In an unprecedented series of 60-second radio spots in Michigan last fall, the head of Pfizer's Ann Arbor research labs told listeners about the wonders and woes of pharmaceutical research. David Canter's scientists had objected to being cast as villains by Michigan politicians railing against the high costs of drugs, so he took to the airwaves to explain the realities of what it costs to produce pharmaceuticals. He made a compelling case -- pointing out, for example, that dry holes are all too common in research: "Just one out of every 25 drugs we try to develop succeeds, and the one success has to pay for the 24 failures."

Betsy Raymond, a spokesman for Pfizer, further points out that the company's researchers "don't spend 15 years developing a medicine so that people who need it can't have it." Drug companies don't want to spend an average of $800 million to bring a new drug to market only to see a generic-drug company offer a cheaper rip-off, or face price controls that would prevent them from recouping their enormous investment.

In the new year, however, when Congress will debate whether to add a drug benefit to Medicare, the pharmaceutical industry will be up against a very hostile audience. Polls have found that almost 80 percent of the public supports price controls on drugs, while a majority believes that people have a right to affordable drugs, that prices are too high, and that price controls would have no negative consequences. Given their constituents' conviction that they can receive something for nothing, politicians are -- unsurprisingly -- willing to deliver what the public seemingly wants.

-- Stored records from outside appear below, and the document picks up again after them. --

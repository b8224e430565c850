//! Review-level entry points built on the classifier and the aggregator.

use chrono::{DateTime, Utc};
use serde::Serialize;

use crate::classifier::Classifier;
use crate::error::EngineError;
use crate::features::NamedFeatures;
use crate::summary::summarize;
use crate::types::{ClassificationResult, ReviewInput};

/// Per-review entry in a batch response.
#[derive(Debug, Clone, PartialEq, Serialize)]
pub struct ReviewDetail {
    pub review_index: usize,
    #[serde(flatten)]
    pub result: ClassificationResult,
    pub features: NamedFeatures,
}

#[derive(Debug, Clone, PartialEq, Serialize)]
pub struct ReviewBatchAnalysis {
    pub fake_reviews: usize,
    pub total_reviews: usize,
    pub confidence: f64,
    pub fake_review_indicators: Vec<String>,
    pub detailed_analysis: Vec<ReviewDetail>,
}

/// Plain record handed to whatever persists analysis history.
#[derive(Debug, Clone, PartialEq, Serialize)]
pub struct ReviewAuditRecord {
    pub url: String,
    pub total_reviews: usize,
    pub fake_reviews: usize,
    pub analyzed_at: DateTime<Utc>,
}

impl ReviewBatchAnalysis {
    #[must_use]
    pub fn audit_record(&self, url: &str) -> ReviewAuditRecord {
        ReviewAuditRecord {
            url: url.to_string(),
            total_reviews: self.total_reviews,
            fake_reviews: self.fake_reviews,
            analyzed_at: Utc::now(),
        }
    }
}

#[derive(Debug, Clone, PartialEq, Serialize)]
pub struct SingleReviewAnalysis {
    pub is_fake_probability: f64,
    pub confidence: f64,
    pub indicators: Vec<String>,
}

/// Classify a batch of reviews and summarise it.
///
/// The whole batch is validated before any review is scored, and any
/// per-review failure fails the batch; results keep input order.
///
/// # Errors
///
/// Returns [`EngineError::NoInput`] for an empty batch or a blank review,
/// [`EngineError::BatchTooLarge`] above `max_batch_size`, and
/// [`EngineError::PredictionFailed`] if the model fails on any review.
pub fn analyze_reviews(
    classifier: &Classifier,
    reviews: &[ReviewInput],
    max_batch_size: usize,
) -> Result<ReviewBatchAnalysis, EngineError> {
    if reviews.is_empty() {
        return Err(EngineError::NoInput("no reviews provided".to_string()));
    }
    if reviews.len() > max_batch_size {
        return Err(EngineError::BatchTooLarge {
            size: reviews.len(),
            limit: max_batch_size,
        });
    }
    if let Some(idx) = reviews.iter().position(|r| r.text.trim().is_empty()) {
        return Err(EngineError::NoInput(format!("review {idx} has empty text")));
    }

    let scored = reviews
        .iter()
        .map(|review| classifier.classify_with_features(&review.text))
        .collect::<Result<Vec<_>, _>>()?;

    let (results, features): (Vec<ClassificationResult>, Vec<NamedFeatures>) =
        scored.into_iter().unzip();

    let summary = summarize(results)?;

    let detailed_analysis = summary
        .detailed_analysis
        .into_iter()
        .zip(features)
        .enumerate()
        .map(|(review_index, (result, features))| ReviewDetail {
            review_index,
            result,
            features,
        })
        .collect();

    Ok(ReviewBatchAnalysis {
        fake_reviews: summary.fake_reviews,
        total_reviews: summary.total_reviews,
        confidence: summary.confidence,
        fake_review_indicators: summary.fake_review_indicators,
        detailed_analysis,
    })
}

/// Classify one review.
///
/// # Errors
///
/// Same as [`Classifier::classify`].
pub fn analyze_single_review(
    classifier: &Classifier,
    text: &str,
) -> Result<SingleReviewAnalysis, EngineError> {
    let result = classifier.classify(text)?;
    Ok(SingleReviewAnalysis {
        is_fake_probability: result.fake_probability,
        confidence: result.confidence,
        indicators: result.indicators,
    })
}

The Senate has already passed legislation to allow the re-importation of U.S.-made drugs from price-controlled Canada. Other measures against the drug companies are being advanced in both the House and the Senate. State lawmakers, too, are doing their best to cripple drug innovation: Republicans in New York are touting a bill that would make it a felony to sell any drug in the state at a higher price than any other charged worldwide.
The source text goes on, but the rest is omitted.